# WHAT IS NEEDED
Beginning at the top of the material, repeat each line exactly, and stop once the line with "fn remove(&self, key: &str)" has been written.

------------------------------------------------------------

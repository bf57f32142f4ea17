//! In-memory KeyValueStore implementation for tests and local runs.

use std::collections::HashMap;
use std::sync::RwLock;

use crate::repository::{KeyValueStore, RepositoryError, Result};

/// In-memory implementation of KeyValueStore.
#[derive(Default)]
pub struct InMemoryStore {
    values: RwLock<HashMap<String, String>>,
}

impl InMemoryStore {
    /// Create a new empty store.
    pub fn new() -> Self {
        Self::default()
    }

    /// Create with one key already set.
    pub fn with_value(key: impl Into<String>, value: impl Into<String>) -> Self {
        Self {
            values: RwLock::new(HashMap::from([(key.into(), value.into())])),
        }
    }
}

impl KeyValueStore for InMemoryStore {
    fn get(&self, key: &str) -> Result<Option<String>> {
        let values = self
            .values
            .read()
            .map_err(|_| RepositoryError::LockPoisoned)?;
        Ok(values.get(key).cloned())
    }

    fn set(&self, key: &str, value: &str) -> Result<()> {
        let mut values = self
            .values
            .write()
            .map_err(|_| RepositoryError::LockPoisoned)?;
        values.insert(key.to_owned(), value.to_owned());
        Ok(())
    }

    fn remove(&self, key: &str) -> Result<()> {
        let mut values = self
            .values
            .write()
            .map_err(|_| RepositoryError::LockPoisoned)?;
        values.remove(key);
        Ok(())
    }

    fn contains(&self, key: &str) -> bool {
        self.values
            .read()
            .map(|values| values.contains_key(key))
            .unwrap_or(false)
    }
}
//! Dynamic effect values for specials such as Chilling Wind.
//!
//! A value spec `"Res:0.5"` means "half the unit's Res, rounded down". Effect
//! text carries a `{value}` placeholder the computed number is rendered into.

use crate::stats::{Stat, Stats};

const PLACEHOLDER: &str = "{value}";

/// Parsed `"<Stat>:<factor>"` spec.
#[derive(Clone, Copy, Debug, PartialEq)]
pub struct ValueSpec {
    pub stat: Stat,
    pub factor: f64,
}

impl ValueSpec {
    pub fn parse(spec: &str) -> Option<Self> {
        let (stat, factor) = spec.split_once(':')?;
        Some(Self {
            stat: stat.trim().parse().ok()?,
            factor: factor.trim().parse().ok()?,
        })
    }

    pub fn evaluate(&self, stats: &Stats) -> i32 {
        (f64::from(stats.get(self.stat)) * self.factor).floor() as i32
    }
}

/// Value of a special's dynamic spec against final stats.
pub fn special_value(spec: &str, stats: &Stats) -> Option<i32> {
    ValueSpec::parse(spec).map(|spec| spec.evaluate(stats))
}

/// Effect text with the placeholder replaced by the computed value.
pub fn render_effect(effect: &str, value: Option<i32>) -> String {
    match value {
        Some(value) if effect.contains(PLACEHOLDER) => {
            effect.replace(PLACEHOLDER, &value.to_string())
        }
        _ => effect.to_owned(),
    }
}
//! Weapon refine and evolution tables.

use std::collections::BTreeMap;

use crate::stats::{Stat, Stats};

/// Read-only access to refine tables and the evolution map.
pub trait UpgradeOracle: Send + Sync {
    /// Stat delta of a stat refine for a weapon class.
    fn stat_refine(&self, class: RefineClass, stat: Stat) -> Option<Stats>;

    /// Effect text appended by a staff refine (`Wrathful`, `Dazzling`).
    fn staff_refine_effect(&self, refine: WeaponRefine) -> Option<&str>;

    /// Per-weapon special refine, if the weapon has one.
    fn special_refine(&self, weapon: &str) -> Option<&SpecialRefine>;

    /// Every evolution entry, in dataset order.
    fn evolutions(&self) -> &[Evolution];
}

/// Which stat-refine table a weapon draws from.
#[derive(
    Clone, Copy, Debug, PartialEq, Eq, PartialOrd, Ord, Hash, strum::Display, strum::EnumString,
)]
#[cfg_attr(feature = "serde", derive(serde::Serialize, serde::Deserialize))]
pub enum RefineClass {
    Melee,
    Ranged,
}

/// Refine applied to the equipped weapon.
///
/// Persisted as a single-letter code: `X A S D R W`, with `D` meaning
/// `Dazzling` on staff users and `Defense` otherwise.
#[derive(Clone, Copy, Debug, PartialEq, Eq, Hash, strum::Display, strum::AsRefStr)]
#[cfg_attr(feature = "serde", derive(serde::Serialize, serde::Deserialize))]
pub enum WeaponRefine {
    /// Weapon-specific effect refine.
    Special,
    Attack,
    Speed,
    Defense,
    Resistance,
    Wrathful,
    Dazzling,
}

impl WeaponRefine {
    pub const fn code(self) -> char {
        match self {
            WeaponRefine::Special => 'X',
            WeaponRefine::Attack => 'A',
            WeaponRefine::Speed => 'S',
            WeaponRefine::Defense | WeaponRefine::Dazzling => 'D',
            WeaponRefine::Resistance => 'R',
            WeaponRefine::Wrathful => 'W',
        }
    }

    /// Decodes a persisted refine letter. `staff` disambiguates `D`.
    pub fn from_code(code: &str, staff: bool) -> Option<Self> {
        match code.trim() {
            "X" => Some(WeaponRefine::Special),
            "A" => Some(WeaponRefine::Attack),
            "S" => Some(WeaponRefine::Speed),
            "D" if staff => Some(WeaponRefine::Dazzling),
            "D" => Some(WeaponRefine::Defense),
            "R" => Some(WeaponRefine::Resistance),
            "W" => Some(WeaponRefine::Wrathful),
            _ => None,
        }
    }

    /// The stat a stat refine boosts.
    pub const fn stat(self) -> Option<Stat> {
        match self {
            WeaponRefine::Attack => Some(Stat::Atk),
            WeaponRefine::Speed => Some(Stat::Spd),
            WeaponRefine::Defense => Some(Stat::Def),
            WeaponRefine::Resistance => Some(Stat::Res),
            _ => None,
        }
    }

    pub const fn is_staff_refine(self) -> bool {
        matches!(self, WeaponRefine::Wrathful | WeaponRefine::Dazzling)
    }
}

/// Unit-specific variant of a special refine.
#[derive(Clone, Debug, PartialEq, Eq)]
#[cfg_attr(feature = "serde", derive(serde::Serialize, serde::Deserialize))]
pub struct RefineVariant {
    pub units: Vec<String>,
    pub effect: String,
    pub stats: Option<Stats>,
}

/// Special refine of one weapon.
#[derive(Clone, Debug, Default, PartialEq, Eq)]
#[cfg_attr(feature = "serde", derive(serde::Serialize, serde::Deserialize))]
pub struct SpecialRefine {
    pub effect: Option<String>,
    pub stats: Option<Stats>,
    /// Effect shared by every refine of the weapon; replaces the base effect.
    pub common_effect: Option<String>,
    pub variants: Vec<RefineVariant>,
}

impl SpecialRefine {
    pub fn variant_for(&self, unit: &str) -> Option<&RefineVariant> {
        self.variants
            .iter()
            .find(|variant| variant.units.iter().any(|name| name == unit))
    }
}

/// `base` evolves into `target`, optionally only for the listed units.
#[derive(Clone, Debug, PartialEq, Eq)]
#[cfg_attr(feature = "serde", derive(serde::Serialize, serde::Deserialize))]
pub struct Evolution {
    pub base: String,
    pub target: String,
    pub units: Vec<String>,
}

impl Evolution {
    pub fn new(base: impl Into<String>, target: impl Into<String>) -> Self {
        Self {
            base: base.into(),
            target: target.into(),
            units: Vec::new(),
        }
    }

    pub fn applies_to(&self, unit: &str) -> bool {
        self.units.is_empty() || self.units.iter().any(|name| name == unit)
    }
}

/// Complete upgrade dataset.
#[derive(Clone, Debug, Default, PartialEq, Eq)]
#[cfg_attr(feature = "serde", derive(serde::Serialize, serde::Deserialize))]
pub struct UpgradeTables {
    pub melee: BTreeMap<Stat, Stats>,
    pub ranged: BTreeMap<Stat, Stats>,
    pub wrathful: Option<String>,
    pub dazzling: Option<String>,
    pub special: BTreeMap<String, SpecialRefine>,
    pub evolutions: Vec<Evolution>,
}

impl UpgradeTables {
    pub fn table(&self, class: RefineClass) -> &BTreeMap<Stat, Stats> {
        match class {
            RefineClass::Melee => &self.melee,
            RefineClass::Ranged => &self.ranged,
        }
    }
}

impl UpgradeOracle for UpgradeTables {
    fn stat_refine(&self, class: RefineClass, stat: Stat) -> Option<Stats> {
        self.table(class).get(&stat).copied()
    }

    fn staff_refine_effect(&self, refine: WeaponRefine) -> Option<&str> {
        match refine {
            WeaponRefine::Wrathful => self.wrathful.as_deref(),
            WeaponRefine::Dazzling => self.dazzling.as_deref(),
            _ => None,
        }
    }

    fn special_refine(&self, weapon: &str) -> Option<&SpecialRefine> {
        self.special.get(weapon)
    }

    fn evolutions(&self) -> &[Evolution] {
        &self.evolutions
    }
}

------------------------------------------------------------

# RESULT FOR THIS EXERCISE
repository bf57f32142f4ea17
//! In-memory KeyValueStore implementation for tests and local runs.

use std::collections::HashMap;
use std::sync::RwLock;

use crate::repository::{KeyValueStore, RepositoryError, Result};

/// In-memory implementation of KeyValueStore.
#[derive(Default)]
pub struct InMemoryStore {
    values: RwLock<HashMap<String, String>>,
}

impl InMemoryStore {
    /// Create a new empty store.
    pub fn new() -> Self {
        Self::default()
    }

    /// Create with one key already set.
    pub fn with_value(key: impl Into<String>, value: impl Into<String>) -> Self {
        Self {
            values: RwLock::new(HashMap::from([(key.into(), value.into())])),
        }
    }
}

impl KeyValueStore for InMemoryStore {
    fn get(&self, key: &str) -> Result<Option<String>> {
        let values = self
            .values
            .read()
            .map_err(|_| RepositoryError::LockPoisoned)?;
        Ok(values.get(key).cloned())
    }

    fn set(&self, key: &str, value: &str) -> Result<()> {
        let mut values = self
            .values
            .write()
            .map_err(|_| RepositoryError::LockPoisoned)?;
        values.insert(key.to_owned(), value.to_owned());
        Ok(())
    }

    fn remove(&self, key: &str) -> Result<()> {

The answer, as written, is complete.